- **THE TASK**
Scan the entries below and return each line that contains "contact".

- **EXTRACTED MATERIAL**
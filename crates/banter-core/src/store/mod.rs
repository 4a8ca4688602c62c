//! Session storage backends
//!
//! A store maps identifiers to [`SessionRecord`]s. Lookups that miss
//! create the default record in place, so callers never see an absent
//! session. Saves replace the whole record (last writer wins) and
//! records are kept until an operator deletes them.

mod sqlite;

pub use sqlite::{SqliteStore, StoreBackend, StoreConfig};

use crate::error::Result;
use crate::session::SessionRecord;
use async_trait::async_trait;
use std::collections::HashMap;
use std::sync::Arc;
use tokio::sync::RwLock;
use tracing::debug;

/// Backend-agnostic session persistence
#[async_trait]
pub trait SessionStore: Send + Sync {
    /// Look up a record without creating one
    async fn get(&self, name: &str) -> Result<Option<SessionRecord>>;

    /// Look up a record, inserting the default record on first contact
    async fn get_or_create(&self, name: &str) -> Result<SessionRecord>;

    /// Replace the record stored under its identifier
    async fn save(&self, record: &SessionRecord) -> Result<()>;

    /// Delete a record, returning whether one existed
    async fn delete(&self, name: &str) -> Result<bool>;

    /// List all stored identifiers
    async fn list(&self) -> Result<Vec<String>>;
}

/// In-memory session store
///
/// Used in tests and for ephemeral runs; contents vanish with the
/// process.
#[derive(Default)]
pub struct MemoryStore {
    records: Arc<RwLock<HashMap<String, SessionRecord>>>,
}

impl MemoryStore {
    /// Create an empty store
    #[must_use]
    pub fn new() -> Self {
        Self::default()
    }
}

#[async_trait]
impl SessionStore for MemoryStore {
    async fn get(&self, name: &str) -> Result<Option<SessionRecord>> {
        let records = self.records.read().await;
        Ok(records.get(name).cloned())
    }

    async fn get_or_create(&self, name: &str) -> Result<SessionRecord> {
        {
            let records = self.records.read().await;
            if let Some(record) = records.get(name) {
                return Ok(record.clone());
            }
        }

        let mut records = self.records.write().await;
        let record = records
            .entry(name.to_string())
            .or_insert_with(|| {
                debug!(identifier = %name, "Creating session record on first contact");
                SessionRecord::new(name)
            })
            .clone();
        Ok(record)
    }

    async fn save(&self, record: &SessionRecord) -> Result<()> {
        let mut records = self.records.write().await;
        records.insert(record.name.clone(), record.clone());
        Ok(())
    }

    async fn delete(&self, name: &str) -> Result<bool> {
        let mut records = self.records.write().await;
        Ok(records.remove(name).is_some())
    }

    async fn list(&self) -> Result<Vec<String>> {
        let records = self.records.read().await;
        Ok(records.keys().cloned().collect())
    }
}

#[cfg(test)]
mod tests {
    use super::*;
    use crate::session::INITIAL_SUMMARY;

    #[tokio::test]
    async fn test_get_or_create_inserts_default() {
        let store = MemoryStore::new();
        let record = store.get_or_create("alice").await.unwrap();
        assert_eq!(record.name, "alice");
        assert!(record.messages.is_empty());
        assert_eq!(record.ltm, INITIAL_SUMMARY);

        // The created record is visible to plain lookups
        assert!(store.get("alice").await.unwrap().is_some());
    }

    #[tokio::test]
    async fn test_get_or_create_is_idempotent() {
        let store = MemoryStore::new();
        let mut record = store.get_or_create("alice").await.unwrap();
        record.push_user("hi");
        record.ltm = "greeted me".to_string();
        store.save(&record).await.unwrap();

        let again = store.get_or_create("alice").await.unwrap();
        assert_eq!(again.turn_count(), 1);
        assert_eq!(again.ltm, "greeted me");
    }

    #[tokio::test]
    async fn test_save_then_get_round_trips() {
        let store = MemoryStore::new();
        let mut record = SessionRecord::new("bob");
        record.push_user("question");
        record.push_assistant("answer");
        record.ltm = "asked a question".to_string();
        store.save(&record).await.unwrap();

        let loaded = store.get_or_create("bob").await.unwrap();
        assert_eq!(loaded, record);
    }

    #[tokio::test]
    async fn test_get_missing_returns_none() {
        let store = MemoryStore::new();
        assert!(store.get("nobody").await.unwrap().is_none());
    }

    #[tokio::test]
    async fn test_delete_and_list() {
        let store = MemoryStore::new();
        store.get_or_create("alice").await.unwrap();
        store.get_or_create("bob").await.unwrap();

        let mut names = store.list().await.unwrap();
        names.sort();
        assert_eq!(names, vec!["alice", "bob"]);

        assert!(store.delete("alice").await.unwrap());
        assert!(!store.delete("alice").await.unwrap());
        assert_eq!(store.list().await.unwrap(), vec!["bob"]);
    }
}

- **RESPONSE AREA**
    /// Look up a record, inserting the default record on first contact
                debug!(identifier = %name, "Creating session record on first contact");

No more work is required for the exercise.